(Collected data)
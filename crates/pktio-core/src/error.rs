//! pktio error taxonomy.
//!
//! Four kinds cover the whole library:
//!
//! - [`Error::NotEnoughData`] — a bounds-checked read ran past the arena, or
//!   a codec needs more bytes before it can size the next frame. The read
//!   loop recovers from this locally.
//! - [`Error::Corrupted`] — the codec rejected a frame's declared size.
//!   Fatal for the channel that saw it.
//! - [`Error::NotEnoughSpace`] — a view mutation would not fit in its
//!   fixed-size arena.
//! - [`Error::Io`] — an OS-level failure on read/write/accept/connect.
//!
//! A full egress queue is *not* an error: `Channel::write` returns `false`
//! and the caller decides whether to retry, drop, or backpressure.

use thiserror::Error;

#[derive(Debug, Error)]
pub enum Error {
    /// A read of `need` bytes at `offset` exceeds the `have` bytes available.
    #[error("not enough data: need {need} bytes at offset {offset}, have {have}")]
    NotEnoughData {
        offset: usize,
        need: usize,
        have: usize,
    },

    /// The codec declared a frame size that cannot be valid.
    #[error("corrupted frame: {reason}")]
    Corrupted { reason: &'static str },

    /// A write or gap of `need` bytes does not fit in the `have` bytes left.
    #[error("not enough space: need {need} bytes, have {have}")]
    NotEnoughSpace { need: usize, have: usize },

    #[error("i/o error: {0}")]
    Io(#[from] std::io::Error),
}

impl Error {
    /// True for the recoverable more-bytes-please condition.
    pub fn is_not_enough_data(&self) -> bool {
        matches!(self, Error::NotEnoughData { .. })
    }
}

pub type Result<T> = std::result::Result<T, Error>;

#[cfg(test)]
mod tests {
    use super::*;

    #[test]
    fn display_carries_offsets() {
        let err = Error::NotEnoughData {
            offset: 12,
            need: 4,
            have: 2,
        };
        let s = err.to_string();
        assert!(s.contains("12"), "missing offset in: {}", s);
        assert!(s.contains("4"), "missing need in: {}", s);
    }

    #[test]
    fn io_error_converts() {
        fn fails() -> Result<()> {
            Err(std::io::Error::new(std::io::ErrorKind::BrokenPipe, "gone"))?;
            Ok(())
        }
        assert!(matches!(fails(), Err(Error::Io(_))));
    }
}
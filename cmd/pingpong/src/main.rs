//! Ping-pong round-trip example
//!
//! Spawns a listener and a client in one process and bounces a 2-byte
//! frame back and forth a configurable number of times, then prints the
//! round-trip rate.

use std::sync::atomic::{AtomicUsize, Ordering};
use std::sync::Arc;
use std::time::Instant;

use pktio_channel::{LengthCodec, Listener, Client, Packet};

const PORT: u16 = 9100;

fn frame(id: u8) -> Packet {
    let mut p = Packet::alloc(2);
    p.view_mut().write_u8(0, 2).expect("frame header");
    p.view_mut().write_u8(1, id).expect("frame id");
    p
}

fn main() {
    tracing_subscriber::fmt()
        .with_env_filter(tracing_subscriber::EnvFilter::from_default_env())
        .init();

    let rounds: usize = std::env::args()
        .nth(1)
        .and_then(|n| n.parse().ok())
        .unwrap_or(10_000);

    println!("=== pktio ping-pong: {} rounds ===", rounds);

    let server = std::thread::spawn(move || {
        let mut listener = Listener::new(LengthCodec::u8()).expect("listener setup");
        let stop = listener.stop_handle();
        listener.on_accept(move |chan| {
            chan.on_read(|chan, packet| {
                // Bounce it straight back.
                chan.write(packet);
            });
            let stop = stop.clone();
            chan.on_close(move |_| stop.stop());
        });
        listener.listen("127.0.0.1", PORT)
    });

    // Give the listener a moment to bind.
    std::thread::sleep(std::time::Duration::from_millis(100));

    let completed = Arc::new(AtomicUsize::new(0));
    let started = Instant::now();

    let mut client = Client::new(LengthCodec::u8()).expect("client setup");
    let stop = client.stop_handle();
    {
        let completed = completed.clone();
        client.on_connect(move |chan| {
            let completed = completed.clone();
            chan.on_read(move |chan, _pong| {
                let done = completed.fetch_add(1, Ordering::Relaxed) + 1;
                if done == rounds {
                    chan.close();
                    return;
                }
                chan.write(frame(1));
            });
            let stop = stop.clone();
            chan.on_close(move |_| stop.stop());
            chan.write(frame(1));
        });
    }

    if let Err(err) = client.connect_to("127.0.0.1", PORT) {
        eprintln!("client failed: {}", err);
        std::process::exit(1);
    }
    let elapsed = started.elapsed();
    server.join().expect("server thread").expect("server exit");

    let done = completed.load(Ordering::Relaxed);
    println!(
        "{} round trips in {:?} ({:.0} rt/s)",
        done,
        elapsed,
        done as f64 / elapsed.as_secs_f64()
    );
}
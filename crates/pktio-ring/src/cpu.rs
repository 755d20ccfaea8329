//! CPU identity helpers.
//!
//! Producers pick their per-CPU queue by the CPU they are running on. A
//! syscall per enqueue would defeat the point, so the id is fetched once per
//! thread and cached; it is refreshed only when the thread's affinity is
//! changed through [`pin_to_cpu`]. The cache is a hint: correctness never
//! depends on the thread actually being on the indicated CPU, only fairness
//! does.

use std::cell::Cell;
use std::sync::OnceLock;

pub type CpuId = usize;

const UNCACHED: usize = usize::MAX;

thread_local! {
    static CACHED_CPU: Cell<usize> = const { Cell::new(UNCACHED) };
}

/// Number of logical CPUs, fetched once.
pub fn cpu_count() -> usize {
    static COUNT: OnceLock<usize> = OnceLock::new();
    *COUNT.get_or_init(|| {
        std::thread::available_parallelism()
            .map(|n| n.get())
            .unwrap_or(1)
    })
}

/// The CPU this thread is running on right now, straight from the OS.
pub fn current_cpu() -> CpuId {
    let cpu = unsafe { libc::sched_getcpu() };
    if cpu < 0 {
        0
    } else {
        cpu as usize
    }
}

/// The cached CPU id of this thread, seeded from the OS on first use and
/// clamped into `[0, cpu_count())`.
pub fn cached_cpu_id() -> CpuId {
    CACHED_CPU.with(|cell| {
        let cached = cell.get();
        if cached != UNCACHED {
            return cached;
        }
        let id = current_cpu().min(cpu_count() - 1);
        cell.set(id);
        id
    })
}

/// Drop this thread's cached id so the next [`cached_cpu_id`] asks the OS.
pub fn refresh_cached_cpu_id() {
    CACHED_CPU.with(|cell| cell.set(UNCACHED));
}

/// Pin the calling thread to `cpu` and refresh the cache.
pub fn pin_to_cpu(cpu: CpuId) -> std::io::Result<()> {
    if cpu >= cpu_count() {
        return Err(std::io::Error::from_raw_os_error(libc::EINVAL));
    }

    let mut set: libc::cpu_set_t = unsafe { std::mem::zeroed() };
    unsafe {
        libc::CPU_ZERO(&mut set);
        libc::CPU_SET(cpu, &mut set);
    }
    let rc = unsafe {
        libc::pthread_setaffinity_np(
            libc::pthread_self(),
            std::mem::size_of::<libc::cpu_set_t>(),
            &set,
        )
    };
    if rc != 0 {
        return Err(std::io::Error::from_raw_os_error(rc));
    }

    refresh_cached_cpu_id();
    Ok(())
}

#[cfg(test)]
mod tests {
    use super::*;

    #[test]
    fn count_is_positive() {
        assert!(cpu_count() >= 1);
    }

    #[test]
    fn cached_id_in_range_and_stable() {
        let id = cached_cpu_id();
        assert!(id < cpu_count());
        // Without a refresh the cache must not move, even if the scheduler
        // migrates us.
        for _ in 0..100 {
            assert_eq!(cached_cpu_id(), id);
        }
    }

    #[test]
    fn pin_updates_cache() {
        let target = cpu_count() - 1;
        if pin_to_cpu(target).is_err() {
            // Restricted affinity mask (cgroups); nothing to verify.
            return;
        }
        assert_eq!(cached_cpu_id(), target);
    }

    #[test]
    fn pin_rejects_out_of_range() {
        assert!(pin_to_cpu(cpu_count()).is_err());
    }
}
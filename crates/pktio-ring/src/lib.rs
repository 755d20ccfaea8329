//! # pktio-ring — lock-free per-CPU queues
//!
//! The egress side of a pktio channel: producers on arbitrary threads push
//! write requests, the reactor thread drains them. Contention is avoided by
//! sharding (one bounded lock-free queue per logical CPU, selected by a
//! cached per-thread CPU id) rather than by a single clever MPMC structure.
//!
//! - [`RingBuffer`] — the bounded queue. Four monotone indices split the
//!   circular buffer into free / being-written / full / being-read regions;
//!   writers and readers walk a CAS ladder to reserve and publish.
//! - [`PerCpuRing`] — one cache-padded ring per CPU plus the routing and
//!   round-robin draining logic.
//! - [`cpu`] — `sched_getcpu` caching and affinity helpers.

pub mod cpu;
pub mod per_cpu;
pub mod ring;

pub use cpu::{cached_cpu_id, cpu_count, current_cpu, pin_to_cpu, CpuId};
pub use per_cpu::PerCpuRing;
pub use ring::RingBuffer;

**Exercise:**
Locate and copy each line in the data above that includes the word "AtomicUsize".

**Your solution:**
use std::sync::atomic::{AtomicUsize, Ordering};
    let completed = Arc::new(AtomicUsize::new(0));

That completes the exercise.